Other (expense) income                   (52,000)         10,000
                                    ------------    ------------
 Income (loss) from operations
      before income taxes                 32,000        (557,000)
Income tax provision (benefit)            12,000        (213,000)
                                    ------------    ------------
Net income (loss)                   $     20,000    ($   344,000)
                                    ============    ============

Net sales

Net sales were $7,156,000 for the three months ended April 30, 2005 compared to
pro forma net sales of $5,386,000 for the three months ended April 30, 2004. The
increase of $1,770,000 or 33% is due primarily to an increase of $1,149,000 in
sales volume at VLI. Sales increased to VLI's largest customer as well as
substantial sales to a new customer provided most of the sales increase. In
addition, SMC experienced an increase of $504,000 in sales volume from
infrastructure services provided to SMC's customers under fixed-priced
contracts.

Cost of goods sold

For the three months ended April 30, 2005, cost of goods sold was $5,181,000 or
72% of net sales compared to $4,264,000 or 79% of pro forma net sales for the
three months ended April 30, 2004. Decreased costs as a percent of net sales is
due to efficiencies experienced as SMC's volume and number of fixed-priced
contracts increased during the three months ended April 30, 2005. In addition,
VLI had a decreased cost of goods sold as a percentage of net sales due to
increased pricing which it passed onto its customer base.


                                       20


Selling general and administrative expenses

Selling, general and administrative expenses were $1,891,000 or 26% of net sales
for the three months ended April 30, 2005 compared to $1,689,000 or 31% of pro
forma net sales for the three months ended April 30, 2004, an increase of
$202,000. SMC reduced its selling, general and administrative expenses by
$76,000 due to the streamlining its support staff. In addition, corporate
expenses as a percentage of net sales decreased from 20% to 6% due to corporate
costs increasing at a slower rate than the overall growth of net sales.

Other expense, net

We had other expense, net of $52,000 for the three months ended April 30, 2005
compared to pro forma other income, net of $10,000 for the three months ended
April 30, 2004. The Company's interest expense is due to the funding of VLI's
increased inventory to support increased net sales.
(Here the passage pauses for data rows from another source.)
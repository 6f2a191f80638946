use std::time::Duration;

use rust_decimal::Decimal;
use serde::{Deserialize, Serialize};

use crate::responder::{DecisionPolicy, Slot, VerificationMode};

/// Everything the correlation engine needs to know to run a cycle.
#[derive(Debug, Clone, Serialize, Deserialize, PartialEq)]
pub struct PipelineConfig {
    pub responders: RespondersConfig,
    #[serde(default)]
    pub thresholds: ThresholdsConfig,
    #[serde(default)]
    pub timing: TimingConfig,
    #[serde(default)]
    pub verification_mode: VerificationMode,
    #[serde(default)]
    pub decision_policy: DecisionPolicy,
}

impl PipelineConfig {
    /// Verification slots that are both selected by the mode and have a peer.
    pub fn active_verification_slots(&self) -> Vec<Slot> {
        self.verification_mode
            .slots()
            .iter()
            .copied()
            .filter(|slot| self.responders.verification_peer(*slot).is_some())
            .collect()
    }

    /// Reject configurations the pipeline cannot run with.
    pub fn validate(&self) -> Result<(), String> {
        if self.active_verification_slots().is_empty() {
            return Err(format!(
                "no verification responder configured for mode {:?}",
                self.verification_mode
            ));
        }
        for slot in Slot::ALL {
            if self.responders.execution_peer(slot).trim().is_empty() {
                return Err(format!("execution responder '{slot}' is not set"));
            }
        }
        if self.timing.scrape_second > 59 {
            return Err(format!(
                "scrape_second must be within 0-59, got {}",
                self.timing.scrape_second
            ));
        }
        if self.timing.sweep_interval_ms == 0 {
            return Err("sweep_interval_ms must be positive".to_string());
        }
        Ok(())
    }
}

/// Chat identities of the external responders.
#[derive(Debug, Clone, Serialize, Deserialize, PartialEq, Default)]
pub struct RespondersConfig {
    pub verification_primary: Option<String>,
    pub verification_secondary: Option<String>,
    pub execution_primary: String,
    pub execution_secondary: String,
    /// Referral marker the primary executor embeds in its sell reports.
    #[serde(default)]
    pub sell_marker_primary: Option<String>,
    #[serde(default)]
    pub sell_marker_secondary: Option<String>,
}

impl RespondersConfig {
    pub fn verification_peer(&self, slot: Slot) -> Option<&str> {
        let peer = match slot {
            Slot::Primary => self.verification_primary.as_deref(),
            Slot::Secondary => self.verification_secondary.as_deref(),
        };
        peer.filter(|p| !p.trim().is_empty())
    }

    pub fn execution_peer(&self, slot: Slot) -> &str {
        match slot {
            Slot::Primary => &self.execution_primary,
            Slot::Secondary => &self.execution_secondary,
        }
    }

    pub fn sell_marker(&self, slot: Slot) -> Option<&str> {
        let marker = match slot {
            Slot::Primary => self.sell_marker_primary.as_deref(),
            Slot::Secondary => self.sell_marker_secondary.as_deref(),
        };
        marker.filter(|m| !m.is_empty())
    }
}

/// Business filters applied before and after verification.
#[derive(Debug, Clone, Serialize, Deserialize, PartialEq)]
pub struct ThresholdsConfig {
    /// Candidates must be strictly older than this to be dispatched.
    #[serde(default = "default_min_age_seconds")]
    pub min_age_seconds: u64,
    /// Decisions with a larger all-time-high age are discarded.
    #[serde(default = "default_max_ath_seconds")]
    pub max_ath_seconds: u64,
    /// Volume below the split goes to the primary executor, the rest to the
    /// secondary.
    #[serde(default = "default_volume_split")]
    pub volume_split: Decimal,
}

impl Default for ThresholdsConfig {
    fn default() -> Self {
        Self {
            min_age_seconds: default_min_age_seconds(),
            max_ath_seconds: default_max_ath_seconds(),
            volume_split: default_volume_split(),
        }
    }
}

#[derive(Debug, Clone, Serialize, Deserialize, PartialEq)]
pub struct TimingConfig {
    /// How long a verification responder may stay silent.
    #[serde(default = "default_responder_timeout_ms")]
    pub responder_timeout_ms: u64,
    /// Per-slot override of `responder_timeout_ms`.
    #[serde(default)]
    pub primary_timeout_ms: Option<u64>,
    #[serde(default)]
    pub secondary_timeout_ms: Option<u64>,
    /// Cadence of the timeout monitor.
    #[serde(default = "default_sweep_interval_ms")]
    pub sweep_interval_ms: u64,
    /// Minimum gap between two outbound sends.
    #[serde(default = "default_send_delay_ms")]
    pub send_delay_ms: u64,
    /// Second of every minute at which the dashboard is scraped.
    #[serde(default = "default_scrape_second")]
    pub scrape_second: u32,
}

impl TimingConfig {
    pub fn responder_timeout(&self, slot: Slot) -> Duration {
        let ms = match slot {
            Slot::Primary => self.primary_timeout_ms,
            Slot::Secondary => self.secondary_timeout_ms,
        }
        .unwrap_or(self.responder_timeout_ms);
        Duration::from_millis(ms)
    }

    pub fn sweep_interval(&self) -> Duration {
        Duration::from_millis(self.sweep_interval_ms)
    }

    pub fn send_delay(&self) -> Duration {
        Duration::from_millis(self.send_delay_ms)
    }
}

impl Default for TimingConfig {
    fn default() -> Self {
        Self {
            responder_timeout_ms: default_responder_timeout_ms(),
            primary_timeout_ms: None,
            secondary_timeout_ms: None,
            sweep_interval_ms: default_sweep_interval_ms(),
            send_delay_ms: default_send_delay_ms(),
            scrape_second: default_scrape_second(),
        }
    }
}

fn default_min_age_seconds() -> u64 {
    8 * 60
}
fn default_max_ath_seconds() -> u64 {
    60
}
fn default_volume_split() -> Decimal {
    Decimal::from(150_000)
}
fn default_responder_timeout_ms() -> u64 {
    3_000
}
fn default_sweep_interval_ms() -> u64 {
    500
}
fn default_send_delay_ms() -> u64 {
    1_100
}
fn default_scrape_second() -> u32 {
    5
}

#[cfg(test)]
mod tests {
    use super::*;
    use rust_decimal_macros::dec;

    fn responders() -> RespondersConfig {
        RespondersConfig {
            verification_primary: Some("@AthProbeBot".to_string()),
            verification_secondary: Some("@AthScanBot".to_string()),
            execution_primary: "@FastBuyBot".to_string(),
            execution_secondary: "@BulkBuyBot".to_string(),
            sell_marker_primary: Some("ref_fast_".to_string()),
            sell_marker_secondary: None,
        }
    }

    #[test]
    fn config_from_minimal_toml() {
        let toml_str = r#"
[responders]
verification_primary = "@AthProbeBot"
execution_primary = "@FastBuyBot"
execution_secondary = "@BulkBuyBot"
"#;
        let config: PipelineConfig = toml::from_str(toml_str).unwrap();
        assert_eq!(config.thresholds.min_age_seconds, 480);
        assert_eq!(config.thresholds.max_ath_seconds, 60);
        assert_eq!(config.thresholds.volume_split, dec!(150000));
        assert_eq!(config.timing.send_delay_ms, 1100);
        assert_eq!(config.verification_mode, VerificationMode::Both);
        assert_eq!(config.decision_policy, DecisionPolicy::FirstGood);
        // Secondary verifier is not configured, so only primary is active.
        assert_eq!(config.active_verification_slots(), vec![Slot::Primary]);
    }

    #[test]
    fn config_from_full_toml() {
        let toml_str = r#"
verification_mode = "secondary"
decision_policy = "best_of_both"

[responders]
verification_primary = "@AthProbeBot"
verification_secondary = "@AthScanBot"
execution_primary = "@FastBuyBot"
execution_secondary = "@BulkBuyBot"
sell_marker_secondary = "bulk-ref-"

[thresholds]
min_age_seconds = 600
max_ath_seconds = 90
volume_split = "250000"

[timing]
responder_timeout_ms = 5000
secondary_timeout_ms = 8000
scrape_second = 30
"#;
        let config: PipelineConfig = toml::from_str(toml_str).unwrap();
        assert_eq!(config.active_verification_slots(), vec![Slot::Secondary]);
        assert_eq!(config.decision_policy, DecisionPolicy::BestOfBoth);
        assert_eq!(config.thresholds.volume_split, dec!(250000));
        assert_eq!(
            config.timing.responder_timeout(Slot::Primary),
            Duration::from_secs(5)
        );
        assert_eq!(
            config.timing.responder_timeout(Slot::Secondary),
            Duration::from_secs(8)
        );
        assert_eq!(config.responders.sell_marker(Slot::Secondary), Some("bulk-ref-"));
        assert_eq!(config.responders.sell_marker(Slot::Primary), None);
    }

    #[test]
    fn blank_peer_counts_as_unset() {
        let mut r = responders();
        r.verification_secondary = Some("  ".to_string());
        assert_eq!(r.verification_peer(Slot::Secondary), None);
        assert_eq!(r.verification_peer(Slot::Primary), Some("@AthProbeBot"));
        assert_eq!(r.execution_peer(Slot::Secondary), "@BulkBuyBot");
    }

    #[test]
    fn validate_rejects_unusable_configs() {
        let mut config = PipelineConfig {
            responders: responders(),
            thresholds: ThresholdsConfig::default(),
            timing: TimingConfig::default(),
            verification_mode: VerificationMode::Secondary,
            decision_policy: DecisionPolicy::FirstGood,
        };
        assert!(config.validate().is_ok());

        config.responders.verification_secondary = None;
        assert!(config.validate().unwrap_err().contains("verification"));

        config.verification_mode = VerificationMode::Both;
        config.responders.execution_secondary = String::new();
        assert!(config.validate().unwrap_err().contains("secondary"));

        config.responders.execution_secondary = "@BulkBuyBot".to_string();
        config.timing.scrape_second = 60;
        assert!(config.validate().unwrap_err().contains("scrape_second"));

        config.timing.scrape_second = 0;
        config.timing.sweep_interval_ms = 0;
        assert!(config.validate().is_err());
    }

    #[test]
    fn roundtrip_pipeline_config() {
        let config = PipelineConfig {
            responders: responders(),
            thresholds: ThresholdsConfig::default(),
            timing: TimingConfig::default(),
            verification_mode: VerificationMode::Both,
            decision_policy: DecisionPolicy::FirstGood,
        };
        let json = serde_json::to_string(&config).unwrap();
        let parsed: PipelineConfig = serde_json::from_str(&json).unwrap();
        assert_eq!(config, parsed);
    }
}
use thiserror::Error;

#[derive(Error, Debug)]
pub enum StoreError {
    #[error("SQLite error: {0}")]
    Sqlite(#[from] rusqlite::Error),

    #[error("Corrupt record {address}: {reason}")]
    Corrupt { address: String, reason: String },

    #[error("Store not available: {0}")]
    Unavailable(String),
}
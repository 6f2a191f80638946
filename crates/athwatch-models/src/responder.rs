use std::fmt;
use std::str::FromStr;

use serde::{Deserialize, Serialize};

/// Position of a responder within its pipeline stage.
///
/// The derived ordering is the configuration order used for tie-breaks:
/// primary always enumerates before secondary.
#[derive(
    Debug, Clone, Copy, Serialize, Deserialize, PartialEq, Eq, Hash, PartialOrd, Ord,
)]
#[serde(rename_all = "snake_case")]
pub enum Slot {
    Primary,
    Secondary,
}

impl Slot {
    pub const ALL: [Slot; 2] = [Slot::Primary, Slot::Secondary];

    pub fn as_str(&self) -> &'static str {
        match self {
            Slot::Primary => "primary",
            Slot::Secondary => "secondary",
        }
    }
}

impl fmt::Display for Slot {
    fn fmt(&self, f: &mut fmt::Formatter<'_>) -> fmt::Result {
        f.write_str(self.as_str())
    }
}

/// Which verification responders receive each request.
#[derive(Debug, Clone, Copy, Serialize, Deserialize, Default, PartialEq, Eq)]
#[serde(rename_all = "snake_case")]
pub enum VerificationMode {
    #[default]
    Both,
    Primary,
    Secondary,
}

impl VerificationMode {
    /// Active slots in configuration order.
    pub fn slots(&self) -> &'static [Slot] {
        match self {
            VerificationMode::Both => &Slot::ALL,
            VerificationMode::Primary => &[Slot::Primary],
            VerificationMode::Secondary => &[Slot::Secondary],
        }
    }
}

impl FromStr for VerificationMode {
    type Err = String;

    /// Accepts the mode names plus the numeric menu choices operators are
    /// used to ("1" primary, "2" secondary, "3" both).
    fn from_str(s: &str) -> Result<Self, Self::Err> {
        match s.trim().to_ascii_lowercase().as_str() {
            "both" | "3" | "" => Ok(VerificationMode::Both),
            "primary" | "ath1" | "1" => Ok(VerificationMode::Primary),
            "secondary" | "ath2" | "2" => Ok(VerificationMode::Secondary),
            other => Err(format!("unknown verification mode: {other}")),
        }
    }
}

/// How the evaluator settles a request once replies start arriving.
#[derive(Debug, Clone, Copy, Serialize, Deserialize, Default, PartialEq, Eq)]
#[serde(rename_all = "snake_case")]
pub enum DecisionPolicy {
    /// The first successful reply wins immediately.
    #[default]
    FirstGood,
    /// Wait until every responder is terminal, then take the smallest value.
    BestOfBoth,
}
use std::collections::HashSet;
use std::sync::Arc;

use athwatch_models::{Candidate, PipelineConfig, PipelineEvent, RejectReason, RequestContext, Slot};
use tracing::{debug, info, warn};

use crate::correlator::{Correlator, DispatchState};
use crate::parse::{is_valid_address, parse_money, parse_relative_time};
use crate::signals::ControlSignals;
use crate::transport::Transport;

/// Tally of one dispatch cycle.
#[derive(Debug, Clone, Default, PartialEq, Eq)]
pub struct DispatchReport {
    /// True when the cycle never started because the pipeline was paused or
    /// shutting down.
    pub skipped: bool,
    pub dispatched: usize,
    pub rejected: usize,
    /// Candidates no verification responder could be reached for.
    pub unreachable: usize,
    /// The cycle stopped early on pause or shutdown.
    pub interrupted: bool,
}

/// Sends each cycle's candidates to the verification responders and seeds
/// the correlation table.
pub struct Dispatcher {
    correlator: Correlator,
    transport: Arc<dyn Transport>,
    signals: ControlSignals,
    config: Arc<PipelineConfig>,
}

impl Dispatcher {
    pub fn new(
        correlator: Correlator,
        transport: Arc<dyn Transport>,
        signals: ControlSignals,
        config: Arc<PipelineConfig>,
    ) -> Self {
        Self {
            correlator,
            transport,
            signals,
            config,
        }
    }

    /// Run one request cycle over a freshly scraped batch.
    ///
    /// Sends are strictly sequential with `send_delay` between them. A send in
    /// progress is never cancelled; shutdown is observed during the pacing
    /// wait instead.
    pub async fn dispatch_cycle(&self, candidates: Vec<Candidate>) -> DispatchReport {
        let mut report = DispatchReport::default();
        if self.signals.is_shutdown() || self.signals.is_paused() {
            debug!("Pipeline paused or stopping, cycle skipped");
            report.skipped = true;
            return report;
        }

        self.correlator.begin_cycle();
        let events = self.correlator.events();
        events.emit(PipelineEvent::CycleStarted {
            candidates: candidates.len(),
        });
        info!(candidates = candidates.len(), "Dispatch cycle started");

        let slots = self.config.active_verification_slots();
        let mut seen: HashSet<String> = HashSet::new();

        for candidate in candidates {
            if self.signals.is_shutdown() || self.signals.is_paused() {
                report.interrupted = true;
                break;
            }

            let context = match self.admit(&candidate, &mut seen) {
                Ok(context) => context,
                Err(reason) => {
                    debug!(address = %candidate.address, ticker = %candidate.label(), ?reason, "Candidate rejected");
                    events.emit(PipelineEvent::CandidateRejected {
                        address: candidate.address.clone(),
                        reason,
                    });
                    report.rejected += 1;
                    continue;
                }
            };

            let address = candidate.address.clone();
            if !self.correlator.seed(context, &slots) {
                // Only possible if an entry survived begin_cycle; treat as duplicate.
                events.emit(PipelineEvent::CandidateRejected {
                    address,
                    reason: RejectReason::Duplicate,
                });
                report.rejected += 1;
                continue;
            }

            let (reached, stopped) = self.send_to_verifiers(&address, &slots).await;

            match self.correlator.finish_dispatch(&address) {
                DispatchState::Awaiting | DispatchState::Settled => {
                    info!(%address, ticker = %candidate.label(), responders = ?reached, "Dispatched");
                    events.emit(PipelineEvent::Dispatched {
                        address,
                        responders: reached,
                    });
                    report.dispatched += 1;
                }
                DispatchState::Unreachable => {
                    warn!(%address, "No verification responder reachable, request discarded");
                    events.emit(PipelineEvent::DispatchFailed { address });
                    report.unreachable += 1;
                }
            }

            if stopped {
                report.interrupted = true;
                break;
            }
        }

        info!(
            dispatched = report.dispatched,
            rejected = report.rejected,
            unreachable = report.unreachable,
            "Dispatch cycle finished"
        );
        report
    }

    /// Filter a candidate and build its request context.
    fn admit(
        &self,
        candidate: &Candidate,
        seen: &mut HashSet<String>,
    ) -> Result<RequestContext, RejectReason> {
        if !is_valid_address(&candidate.address) {
            return Err(RejectReason::InvalidAddress);
        }
        if !seen.insert(candidate.address.clone()) {
            return Err(RejectReason::Duplicate);
        }

        let age_seconds = parse_relative_time(&candidate.age).ok_or_else(|| RejectReason::UnknownAge {
            age: candidate.age.clone(),
        })?;
        let floor_seconds = self.config.thresholds.min_age_seconds;
        if age_seconds <= floor_seconds {
            return Err(RejectReason::TooNew {
                age_seconds,
                floor_seconds,
            });
        }

        Ok(RequestContext {
            candidate: candidate.clone(),
            age_seconds,
            market_cap: parse_money(&candidate.market_cap),
            liquidity: parse_money(&candidate.liquidity),
            volume: parse_money(&candidate.volume),
        })
    }

    /// Send `address` to each slot in order. Returns the slots reached and
    /// whether shutdown interrupted the pacing.
    async fn send_to_verifiers(&self, address: &str, slots: &[Slot]) -> (Vec<Slot>, bool) {
        let mut reached = Vec::with_capacity(slots.len());
        for slot in slots {
            // A fast reply may already have decided the request.
            if !self.correlator.is_live(address) {
                break;
            }
            let Some(peer) = self.config.responders.verification_peer(*slot) else {
                continue;
            };

            if self.transport.send(peer, address).await {
                self.correlator.mark_pending(address, *slot);
                reached.push(*slot);
            } else {
                warn!(%address, responder = %slot, %peer, "Send to verification responder failed");
            }

            if !self.pace().await {
                return (reached, true);
            }
        }
        (reached, false)
    }

    /// Wait out the inter-send delay. False if shutdown arrived meanwhile.
    async fn pace(&self) -> bool {
        let cancel = self.signals.shutdown_token();
        tokio::select! {
            _ = cancel.cancelled() => false,
            _ = tokio::time::sleep(self.config.timing.send_delay()) => true,
        }
    }
}

#[cfg(test)]
mod tests {
    use super::*;
    use crate::events::EventBus;
    use crate::table::ResponderState;
    use crate::test_support::RecordingTransport;
    use athwatch_models::{RespondersConfig, VerificationMode};
    use tokio::time::{Duration, Instant};

    const CA1: &str = "TokenkegQfeZyiNwAJbNbGKPFXCWuBvf9Ss623VQ5DA";
    const CA2: &str = "SysvarRent111111111111111111111111111111111";

    fn config(mode: VerificationMode) -> PipelineConfig {
        PipelineConfig {
            responders: RespondersConfig {
                verification_primary: Some("@probe".to_string()),
                verification_secondary: Some("@scan".to_string()),
                execution_primary: "@fast".to_string(),
                execution_secondary: "@bulk".to_string(),
                ..RespondersConfig::default()
            },
            thresholds: Default::default(),
            timing: Default::default(),
            verification_mode: mode,
            decision_policy: Default::default(),
        }
    }

    fn candidate(address: &str, age: &str) -> Candidate {
        Candidate {
            address: address.to_string(),
            ticker: "T".to_string(),
            age: age.to_string(),
            market_cap: "$200K".to_string(),
            liquidity: "$30K".to_string(),
            volume: "$95K".to_string(),
        }
    }

    fn setup(
        mode: VerificationMode,
        transport: Arc<RecordingTransport>,
    ) -> (Dispatcher, Correlator, ControlSignals) {
        let config = Arc::new(config(mode));
        let events = EventBus::default();
        let signals = ControlSignals::new(events.clone());
        let (correlator, _rx) = Correlator::with_queue(&config, events);
        let dispatcher = Dispatcher::new(correlator.clone(), transport, signals.clone(), config);
        (dispatcher, correlator, signals)
    }

    #[tokio::test(start_paused = true)]
    async fn filters_and_dispatches_with_pacing() {
        let transport = Arc::new(RecordingTransport::new());
        let (dispatcher, correlator, _signals) = setup(VerificationMode::Both, transport.clone());

        let start = Instant::now();
        let report = dispatcher
            .dispatch_cycle(vec![
                candidate(CA1, "12m"),
                candidate("not-an-address", "12m"),
                candidate(CA2, "8m"),
                candidate(CA1, "30m"),
                candidate(CA2, "soon"),
            ])
            .await;

        assert_eq!(report.dispatched, 1);
        assert_eq!(report.rejected, 4);
        assert_eq!(
            transport.sent(),
            vec![("@probe".to_string(), CA1.to_string()), ("@scan".to_string(), CA1.to_string())]
        );
        // Two sends, each followed by the 1.1 s pacing delay.
        assert!(start.elapsed() >= Duration::from_millis(2_200));

        let entry = correlator.entry(CA1).unwrap();
        assert_eq!(entry.state(Slot::Primary), Some(ResponderState::Pending));
        assert_eq!(entry.state(Slot::Secondary), Some(ResponderState::Pending));
        assert_eq!(entry.context.age_seconds, 720);
        assert!(entry.dispatched);
    }

    #[tokio::test(start_paused = true)]
    async fn partial_failure_keeps_reachable_slot() {
        let transport = Arc::new(RecordingTransport::failing_for(&["@probe"]));
        let (dispatcher, correlator, _signals) = setup(VerificationMode::Both, transport.clone());

        let report = dispatcher.dispatch_cycle(vec![candidate(CA1, "12m")]).await;
        assert_eq!(report.dispatched, 1);

        let entry = correlator.entry(CA1).unwrap();
        assert_eq!(entry.state(Slot::Primary), Some(ResponderState::NotSent));
        assert_eq!(entry.state(Slot::Secondary), Some(ResponderState::Pending));
    }

    #[tokio::test(start_paused = true)]
    async fn unreachable_request_is_discarded() {
        let transport = Arc::new(RecordingTransport::failing_for(&["@probe"]));
        let (dispatcher, correlator, _signals) = setup(VerificationMode::Primary, transport);

        let report = dispatcher.dispatch_cycle(vec![candidate(CA1, "12m")]).await;
        assert_eq!(report.unreachable, 1);
        assert!(correlator.entry(CA1).is_none());
    }

    #[tokio::test(start_paused = true)]
    async fn paused_pipeline_skips_cycle() {
        let transport = Arc::new(RecordingTransport::new());
        let (dispatcher, correlator, signals) = setup(VerificationMode::Both, transport.clone());

        signals.pause("test");
        let report = dispatcher.dispatch_cycle(vec![candidate(CA1, "12m")]).await;
        assert!(report.skipped);
        assert!(transport.sent().is_empty());
        assert!(correlator.is_empty());
    }

    #[tokio::test(start_paused = true)]
    async fn new_cycle_clears_previous_entries() {
        let transport = Arc::new(RecordingTransport::new());
        let (dispatcher, correlator, _signals) = setup(VerificationMode::Primary, transport);

        dispatcher.dispatch_cycle(vec![candidate(CA1, "12m")]).await;
        dispatcher.dispatch_cycle(vec![candidate(CA2, "12m")]).await;
        assert!(correlator.entry(CA1).is_none());
        assert!(correlator.is_live(CA2));
        assert_eq!(correlator.len(), 1);
    }

    #[tokio::test(start_paused = true)]
    async fn shutdown_during_pacing_stops_cycle() {
        let transport = Arc::new(RecordingTransport::new());
        let (dispatcher, _correlator, signals) = setup(VerificationMode::Primary, transport.clone());

        let stopper = signals.clone();
        tokio::spawn(async move {
            tokio::time::sleep(Duration::from_millis(500)).await;
            stopper.shutdown();
        });

        let report = dispatcher
            .dispatch_cycle(vec![candidate(CA1, "12m"), candidate(CA2, "12m")])
            .await;
        assert!(report.interrupted);
        assert_eq!(report.dispatched, 1);
        assert_eq!(transport.sent().len(), 1);
    }

    #[tokio::test(start_paused = true)]
    async fn reply_between_paced_sends_counts_as_dispatched() {
        let config = Arc::new(config(VerificationMode::Both));
        let events = EventBus::default();
        let mut event_rx = events.subscribe();
        let signals = ControlSignals::new(events.clone());
        let (correlator, mut decisions) = Correlator::with_queue(&config, events);
        let transport = Arc::new(RecordingTransport::new());
        let dispatcher =
            Dispatcher::new(correlator.clone(), transport.clone(), signals, config);

        // Primary answers inside the first pacing wait and the decision is
        // consumed before the second send.
        let replier = correlator.clone();
        tokio::spawn(async move {
            tokio::time::sleep(Duration::from_millis(200)).await;
            replier.on_verification_reply(Slot::Primary, &format!("{CA1} ATH: $1M (15s ago)"));
            let decision = decisions.recv().await.unwrap();
            assert!(replier.release(&decision));
        });

        let report = dispatcher.dispatch_cycle(vec![candidate(CA1, "12m")]).await;
        assert_eq!(report.dispatched, 1);
        assert_eq!(report.unreachable, 0);
        assert_eq!(transport.sent_to("@scan"), Vec::<String>::new());
        assert!(correlator.is_empty());

        let events: Vec<PipelineEvent> = std::iter::from_fn(|| event_rx.try_recv().ok()).collect();
        assert!(events.iter().any(|e| matches!(e, PipelineEvent::Decided { .. })));
        assert!(events
            .iter()
            .any(|e| matches!(e, PipelineEvent::Dispatched { responders, .. } if responders == &vec![Slot::Primary])));
        assert!(!events
            .iter()
            .any(|e| matches!(e, PipelineEvent::DispatchFailed { .. })));
    }
}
Income tax (benefit) provision
The Company's effective income tax rate was 38% for the three months ended April
30, 2005 compared to a 38% pro forma income tax rate for the three months ended
April 30, 2004.

LIQUIDITY AND CAPITAL RESOURCES

Cash Position and Indebtedness

We had $3 million in working capital at April 30, 2005, including $107,000 of
cash and cash equivalents. In addition we had $2 million available under credit
facilities.

Working capital increased by $300,000 to $3 million at April 30, 2005 from $2.7
million at January 31, 2005. This increase was primarily due to the strong
operating performances of VLI and SMC. The Company had income before taxes of
$32,000. The Company's non-cash expenses included in the determination of income
before income taxes included $424,000 for amortization of purchase intangibles
and $195,000 for depreciation and other amortization.

Cash Flows

Net cash provided by operations for the three months ended April 30, 2005 was
$280,000 compared with $394,000 of cash used in operations for the three months
ended April 30, 2004.

During the three months ended April 30, 2005, the Bank released $304,000 in
escrows to us (see discussion below). Net cash used for investing activities was
$118,000 and $2,522,000 for the three months ended April 30, 2005 and 2004,
respectively. During the three months ended April 30, 2005, we had cash of
$118,000 used in the purchase of property and equipment. During the three months
ended April 30, 2004, we had cash of $2,500,000 used in the net purchase of
investments and cash used in purchase of property and equipment of $22,000.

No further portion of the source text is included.